Always immersed in the three-dimensional experience of architecture, design, and fine art, Lovell and her firm pushed the boundaries beyond what could have been simply the presentation of an Art Deco-inspired apartment. “The clients knew exactly what they wanted, asked questions, and focused on meticulous results,” says Lovell. “It was a wonderful collaboration and we were driven to create the home of their dreams; they inspired perfection.” Throughout the process, the presentation of mint condition Art Deco and modern furniture was paramount. The placement of vignettes was carefully considered when selecting each and every piece, with iconic examples complemented by furniture from other eras. For example, in the living room, Lovell’s addition of a lyrical serpentine sofa by Vladimir Kagan makes an elegant counterpoint to the striking straight lines of the circa- 1930s game table in mahogany by André Sornay. In the library, which the clients refer to as the ebony Specimen Room, the Palais Stoclet sofa after Josef Hoffmann was added to complement the spectacular circa-1912 reading chairs from Austria by Dagobert Peche and the gray and white striated, circa-1920s marble coffee table by Edgar Brandt. Other quintessential furnishings in the apartment include a modernist commode by Eugene Printz, with five drawers in palm wood veneer with gilt bronze hardware and base, a rare example of his all-over veneer technique; a circa- 1925 Art Deco mounted Macassar ebony, ivory, and mahogany cabinet by Maurice Jallot; and a circa-1930s three drawer cabinet in Brazilian rosewood and patinated bronze signed by Jacques Leleu.

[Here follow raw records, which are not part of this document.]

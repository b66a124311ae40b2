//! Header validation: does the candidate look like the reference?

use crate::member::Member;
use crate::result::TestResult;
use crate::signature::{params_compatible, Signature};

/// Compare a resolved candidate's header against the reference.
///
/// Checks run in order and the first mismatch wins: presence, parameter
/// list, return type, then whether the candidate can be made callable.
pub fn validate_header(resolved: Option<&Member>, reference: &Signature) -> TestResult {
    let method = reference.name().to_string();

    let candidate = match resolved {
        Some(m) => m,
        None => return TestResult::MethodNotFoundFailure { method },
    };
    let actual = candidate.signature();

    if !params_compatible(reference.params(), actual.params()) {
        return TestResult::WrongParametersFailure {
            method,
            expected: reference.params().to_vec(),
            actual: actual.params().to_vec(),
        };
    }

    // Return types must be identical; boxing is only tolerated on parameters.
    if reference.returns() != actual.returns() {
        return TestResult::WrongReturnTypeFailure {
            method,
            expected: reference.returns().clone(),
            actual: actual.returns().clone(),
        };
    }

    if let Err(denied) = candidate.ensure_access() {
        tracing::info!(method = %method, "{}", denied);
        return TestResult::MethodSecurityFailure { method };
    }

    TestResult::HeaderSuccess { method }
}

Lovell consistently unearths treasures for her clients through her relationships with trusted dealers of antiques and design furniture—those who conduct busi- ness in the world of Art Basel, FOG, TEFAF, and the like. Lovell notes the tremendous growth of fine art furniture in the last ten years, with the design and art worlds looking increasingly alike and playing off of one another. Seeing an investment in design furniture of today as not only supporting a living and working artist/artisan, but, as Lovell states, “It’s the antiques of the future!” A favorite example is the circa-2007 bronze limited edition bench in the gallery hall by Ingrid Donat, which, as an example of iconic contemporary design, adds depth to the client’s collection.

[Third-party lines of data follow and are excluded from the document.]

//! Bounded-time, side-by-side invocation of reference and candidate.
//!
//! Every [`MethodTest`](super::MethodTest) owns one [`TimedExecutor`] backed
//! by a pool of exactly two worker threads. For each test case the reference
//! and the candidate are submitted together and run concurrently; test cases
//! themselves are processed one at a time.
//!
//! A timeout abandons the result but never stops the invocation. A hung
//! candidate keeps its worker busy until it returns on its own, which may be
//! never. Later submissions queue behind it on the remaining worker.

use crate::error::{HarnessError, HarnessResult};
use crate::member::Callable;
use crate::value::Value;
use std::any::Any;
use std::panic::{self, AssertUnwindSafe};
use std::sync::atomic::{AtomicUsize, Ordering};
use std::sync::mpsc::{self, Receiver, RecvTimeoutError, Sender};
use std::sync::{Arc, Mutex, PoisonError};
use std::thread::{self, JoinHandle};
use std::time::Duration;

/// Number of workers per pool: one for the reference, one for the candidate.
pub const POOL_SIZE: usize = 2;

/// What happened to a single invocation.
#[derive(Debug, Clone, PartialEq)]
pub enum Outcome {
    /// The method returned normally.
    Returned(Value),
    /// The method's own logic raised a fault or panicked.
    Raised(String),
    /// The invocation machinery failed for reasons outside the method.
    Infrastructure(String),
    /// No outcome arrived within the timeout.
    TimedOut,
}

impl Outcome {
    /// Returns true for [`Outcome::Returned`].
    pub fn is_returned(&self) -> bool {
        matches!(self, Self::Returned(_))
    }
}

/// Outcomes of one reference/candidate pair.
#[derive(Debug, Clone, PartialEq)]
pub enum DualOutcome {
    /// The reference did not return a value. The candidate is not awaited.
    ReferenceFailed(Outcome),
    /// The reference returned `expected`; `candidate` is what the candidate did.
    Completed {
        /// Value produced by the reference.
        expected: Value,
        /// Outcome of the candidate.
        candidate: Outcome,
    },
}

type Job = Box<dyn FnOnce() + Send + 'static>;

/// Fixed-size pool of worker threads fed through a shared channel.
pub struct WorkerPool {
    sender: Option<Sender<Job>>,
    workers: Vec<JoinHandle<()>>,
    busy: Arc<AtomicUsize>,
}

impl WorkerPool {
    /// Start `size` named workers.
    pub fn new(name: &str, size: usize) -> HarnessResult<Self> {
        let (sender, receiver) = mpsc::channel::<Job>();
        let receiver = Arc::new(Mutex::new(receiver));
        let busy = Arc::new(AtomicUsize::new(0));

        let mut workers = Vec::with_capacity(size);
        for id in 0..size {
            let receiver = Arc::clone(&receiver);
            let busy = Arc::clone(&busy);
            let handle = thread::Builder::new()
                .name(format!("{}-worker-{}", name, id))
                .spawn(move || worker_loop(&receiver, &busy))
                .map_err(|e| HarnessError::PoolStartup(e.to_string()))?;
            workers.push(handle);
        }

        Ok(Self {
            sender: Some(sender),
            workers,
            busy,
        })
    }

    /// Queue `callable(arguments)` and return a handle to its outcome.
    pub fn submit(&self, callable: Callable, arguments: Arc<[Value]>) -> Pending {
        let sender = match &self.sender {
            Some(s) => s,
            None => return Pending::Rejected("worker pool has been shut down".to_string()),
        };

        let (tx, rx) = mpsc::channel();
        let job: Job = Box::new(move || {
            let outcome = invoke(&callable, &arguments);
            // The waiter may have given up already.
            let _ = tx.send(outcome);
        });

        match sender.send(job) {
            Ok(()) => Pending::Queued(rx),
            Err(_) => Pending::Rejected("all workers have exited".to_string()),
        }
    }

    /// Number of workers currently running an invocation.
    pub fn busy_workers(&self) -> usize {
        self.busy.load(Ordering::SeqCst)
    }

    /// Returns true once [`WorkerPool::shutdown`] has been called.
    pub fn is_shut_down(&self) -> bool {
        self.sender.is_none()
    }

    /// Stop accepting work. Idle workers exit; busy workers are abandoned.
    pub fn shutdown(&mut self) {
        if self.sender.take().is_none() {
            return;
        }
        let busy = self.busy_workers();
        if busy > 0 {
            tracing::warn!(busy, "abandoning workers still running invocations");
        }
        // Hung workers cannot be joined, so idle ones are detached as well.
        self.workers.clear();
    }
}

impl Drop for WorkerPool {
    fn drop(&mut self) {
        self.shutdown();
    }
}

fn worker_loop(receiver: &Mutex<Receiver<Job>>, busy: &AtomicUsize) {
    loop {
        let job = {
            let guard = receiver.lock().unwrap_or_else(PoisonError::into_inner);
            guard.recv()
        };
        match job {
            Ok(job) => {
                busy.fetch_add(1, Ordering::SeqCst);
                job();
                busy.fetch_sub(1, Ordering::SeqCst);
            }
            Err(_) => break,
        }
    }
}

/// Run a callable, turning returned faults and panics into [`Outcome::Raised`].
fn invoke(callable: &Callable, arguments: &[Value]) -> Outcome {
    match panic::catch_unwind(AssertUnwindSafe(|| callable.call(arguments))) {
        Ok(Ok(value)) => Outcome::Returned(value),
        Ok(Err(fault)) => Outcome::Raised(fault.to_string()),
        Err(payload) => Outcome::Raised(panic_message(payload.as_ref())),
    }
}

fn panic_message(payload: &(dyn Any + Send)) -> String {
    if let Some(s) = payload.downcast_ref::<&str>() {
        format!("panicked: {}", s)
    } else if let Some(s) = payload.downcast_ref::<String>() {
        format!("panicked: {}", s)
    } else {
        "panicked".to_string()
    }
}

/// Handle to a submitted invocation.
#[derive(Debug)]
pub enum Pending {
    /// Waiting on a worker.
    Queued(Receiver<Outcome>),
    /// The pool refused the job.
    Rejected(String),
}

impl Pending {
    /// Block until the outcome arrives or `timeout` elapses.
    pub fn wait(self, timeout: Duration) -> Outcome {
        match self {
            Self::Queued(rx) => match rx.recv_timeout(timeout) {
                Ok(outcome) => outcome,
                Err(RecvTimeoutError::Timeout) => Outcome::TimedOut,
                Err(RecvTimeoutError::Disconnected) => {
                    Outcome::Infrastructure("worker dropped the invocation".to_string())
                }
            },
            Self::Rejected(reason) => Outcome::Infrastructure(reason),
        }
    }
}

/// Runs reference and candidate side by side under a timeout.
pub struct TimedExecutor {
    pool: WorkerPool,
}

impl TimedExecutor {
    /// Create an executor with its own two-worker pool.
    pub fn new(name: &str) -> HarnessResult<Self> {
        Ok(Self {
            pool: WorkerPool::new(name, POOL_SIZE)?,
        })
    }

    /// Invoke both methods on `arguments` and collect their outcomes.
    ///
    /// The reference is awaited first. If it does not return a value within
    /// `timeout` the candidate is abandoned without being awaited. Otherwise
    /// the candidate is awaited with the same bound.
    pub fn execute(
        &self,
        reference: &Callable,
        candidate: &Callable,
        arguments: &Arc<[Value]>,
        timeout: Duration,
    ) -> DualOutcome {
        // Reference first, so a worker left hung by an earlier candidate
        // delays the candidate rather than the oracle.
        let reference_pending = self.pool.submit(reference.clone(), Arc::clone(arguments));
        let candidate_pending = self.pool.submit(candidate.clone(), Arc::clone(arguments));

        let expected = match reference_pending.wait(timeout) {
            Outcome::Returned(value) => value,
            failed => {
                tracing::error!(outcome = ?failed, "reference invocation failed");
                return DualOutcome::ReferenceFailed(failed);
            }
        };

        let candidate = candidate_pending.wait(timeout);
        match &candidate {
            Outcome::Raised(reason) => tracing::debug!(%reason, "candidate raised"),
            Outcome::Infrastructure(reason) => {
                tracing::error!(%reason, "candidate invocation machinery failed")
            }
            Outcome::TimedOut => {
                tracing::warn!(timeout_ms = timeout.as_millis() as u64, "candidate timed out")
            }
            Outcome::Returned(_) => {}
        }

        DualOutcome::Completed {
            expected,
            candidate,
        }
    }

    /// Number of workers currently running an invocation.
    pub fn busy_workers(&self) -> usize {
        self.pool.busy_workers()
    }

    /// Returns true once the executor has been shut down.
    pub fn is_shut_down(&self) -> bool {
        self.pool.is_shut_down()
    }

    /// Release the worker pool.
    pub fn shutdown(&mut self) {
        self.pool.shutdown();
    }
}

#[cfg(test)]
mod tests {
    use super::*;
    use crate::member::Fault;
    use std::time::Instant;

    fn args(values: &[i32]) -> Arc<[Value]> {
        values.iter().map(|v| Value::Int(*v)).collect()
    }

    fn adder() -> Callable {
        Callable::new(|a| match a {
            [Value::Int(x), Value::Int(y)] => Ok(Value::Int(x + y)),
            _ => Err(Fault::new("expected two ints")),
        })
    }

    fn sleeper(ms: u64) -> Callable {
        Callable::new(move |_| {
            thread::sleep(Duration::from_millis(ms));
            Ok(Value::Int(0))
        })
    }

    #[test]
    fn test_both_return() {
        let executor = TimedExecutor::new("test").unwrap();
        let outcome = executor.execute(&adder(), &adder(), &args(&[2, 3]), Duration::from_secs(1));
        assert_eq!(
            outcome,
            DualOutcome::Completed {
                expected: Value::Int(5),
                candidate: Outcome::Returned(Value::Int(5)),
            }
        );
    }

    #[test]
    fn test_candidate_fault_is_raised() {
        let executor = TimedExecutor::new("test").unwrap();
        let failing = Callable::new(|_| Err(Fault::new("boom")));
        match executor.execute(&adder(), &failing, &args(&[1, 1]), Duration::from_secs(1)) {
            DualOutcome::Completed { candidate, .. } => {
                assert_eq!(candidate, Outcome::Raised("boom".to_string()))
            }
            other => panic!("Expected Completed, got {:?}", other),
        }
    }

    #[test]
    fn test_candidate_panic_is_raised() {
        let executor = TimedExecutor::new("test").unwrap();
        let panicking = Callable::new(|_| panic!("index out of bounds"));
        match executor.execute(&adder(), &panicking, &args(&[1, 1]), Duration::from_secs(1)) {
            DualOutcome::Completed {
                candidate: Outcome::Raised(reason),
                ..
            } => assert!(reason.contains("index out of bounds")),
            other => panic!("Expected Raised, got {:?}", other),
        }
    }

    #[test]
    fn test_candidate_timeout() {
        let executor = TimedExecutor::new("test").unwrap();
        let start = Instant::now();
        let outcome = executor.execute(
            &adder(),
            &sleeper(2_000),
            &args(&[2, 3]),
            Duration::from_millis(100),
        );
        assert!(start.elapsed() < Duration::from_millis(1_500));
        assert_eq!(
            outcome,
            DualOutcome::Completed {
                expected: Value::Int(5),
                candidate: Outcome::TimedOut,
            }
        );
    }

    #[test]
    fn test_reference_fault_skips_candidate() {
        let executor = TimedExecutor::new("test").unwrap();
        let failing = Callable::new(|_| Err(Fault::new("reference bug")));
        let outcome = executor.execute(&failing, &adder(), &args(&[1, 2]), Duration::from_secs(1));
        assert_eq!(
            outcome,
            DualOutcome::ReferenceFailed(Outcome::Raised("reference bug".to_string()))
        );
    }

    #[test]
    fn test_reference_timeout() {
        let executor = TimedExecutor::new("test").unwrap();
        let outcome = executor.execute(
            &sleeper(2_000),
            &adder(),
            &args(&[1, 2]),
            Duration::from_millis(50),
        );
        assert_eq!(outcome, DualOutcome::ReferenceFailed(Outcome::TimedOut));
    }

    #[test]
    fn test_hung_worker_does_not_block_next_case() {
        let executor = TimedExecutor::new("test").unwrap();
        let timeout = Duration::from_millis(200);
        let first = executor.execute(&adder(), &sleeper(5_000), &args(&[1, 1]), timeout);
        assert!(matches!(
            first,
            DualOutcome::Completed {
                candidate: Outcome::TimedOut,
                ..
            }
        ));
        assert_eq!(executor.busy_workers(), 1);

        // One worker is still hung; the other serves reference then candidate.
        let second = executor.execute(&adder(), &adder(), &args(&[2, 2]), timeout);
        assert_eq!(
            second,
            DualOutcome::Completed {
                expected: Value::Int(4),
                candidate: Outcome::Returned(Value::Int(4)),
            }
        );
    }

    #[test]
    fn test_submit_after_shutdown_is_infrastructure() {
        let mut pool = WorkerPool::new("test", POOL_SIZE).unwrap();
        pool.shutdown();
        pool.shutdown();
        assert!(pool.is_shut_down());
        let outcome = pool.submit(adder(), args(&[1, 2])).wait(Duration::from_millis(10));
        assert!(matches!(outcome, Outcome::Infrastructure(_)));
    }

    #[test]
    fn test_panic_message() {
        let boxed: Box<dyn Any + Send> = Box::new("oops");
        assert_eq!(panic_message(boxed.as_ref()), "panicked: oops");
        let boxed: Box<dyn Any + Send> = Box::new(String::from("owned"));
        assert_eq!(panic_message(boxed.as_ref()), "panicked: owned");
        let boxed: Box<dyn Any + Send> = Box::new(7u8);
        assert_eq!(panic_message(boxed.as_ref()), "panicked");
    }
}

In the year ahead, Suzanne Lovell Inc. is looking forward to major contemporary design installations, including a concentrated collaboration with David Wiseman through R & Company, acquisitions by Ingrid Donat through Carpenter’s Workshop, and the list grows from here. “We’re thrilled to have designed limited edition pairs of chairs with Nature Squared that will become available in 2017 and will be featured in Boat International, the world’s leading luxury yacht magazine.” Frank Pollaro is another frequent collaborator that Lovell enlists in the creation of museum-quality heirloom furniture. These con- temporary pieces find the perfect dialogue with the best examples of iconic designs by such masters as Fornasetti, Gio Ponti and Maison Jansen, thanks to dealers like Bernd Goeckler, Karl Kemp, and Maison Gerard.
Lovell sees Sir John Soane (1753–1837), one of the most inventive architects of his time, as an inspiration behind this and other projects. Says Lovell, “Soane referred to ‘the poetry of architecture.’ His words are telling,” she explains: “‘Think and feel as a poet, combine and embellish as a painter, and execute as a sculptor.’ I believe this is what we do every day at Suzanne Lovell Inc.”
Suzanne Lovell Inc., was awarded the 2016 Acanthus Award for excellence in interior design, with Vinci Hamp Architects, for their work on this residence. In the jury remarks, the presenter, The Institute of Classical Architecture & Art, Chicago-Midwest Chapter, notes the team’s “mature and confident approach… [and] seamless blend of interior architecture, art and furnishings.” We are delighted and honored that Suzanne Lovell and her team have chosen to publish this project with Antiques & Fine Art magazine.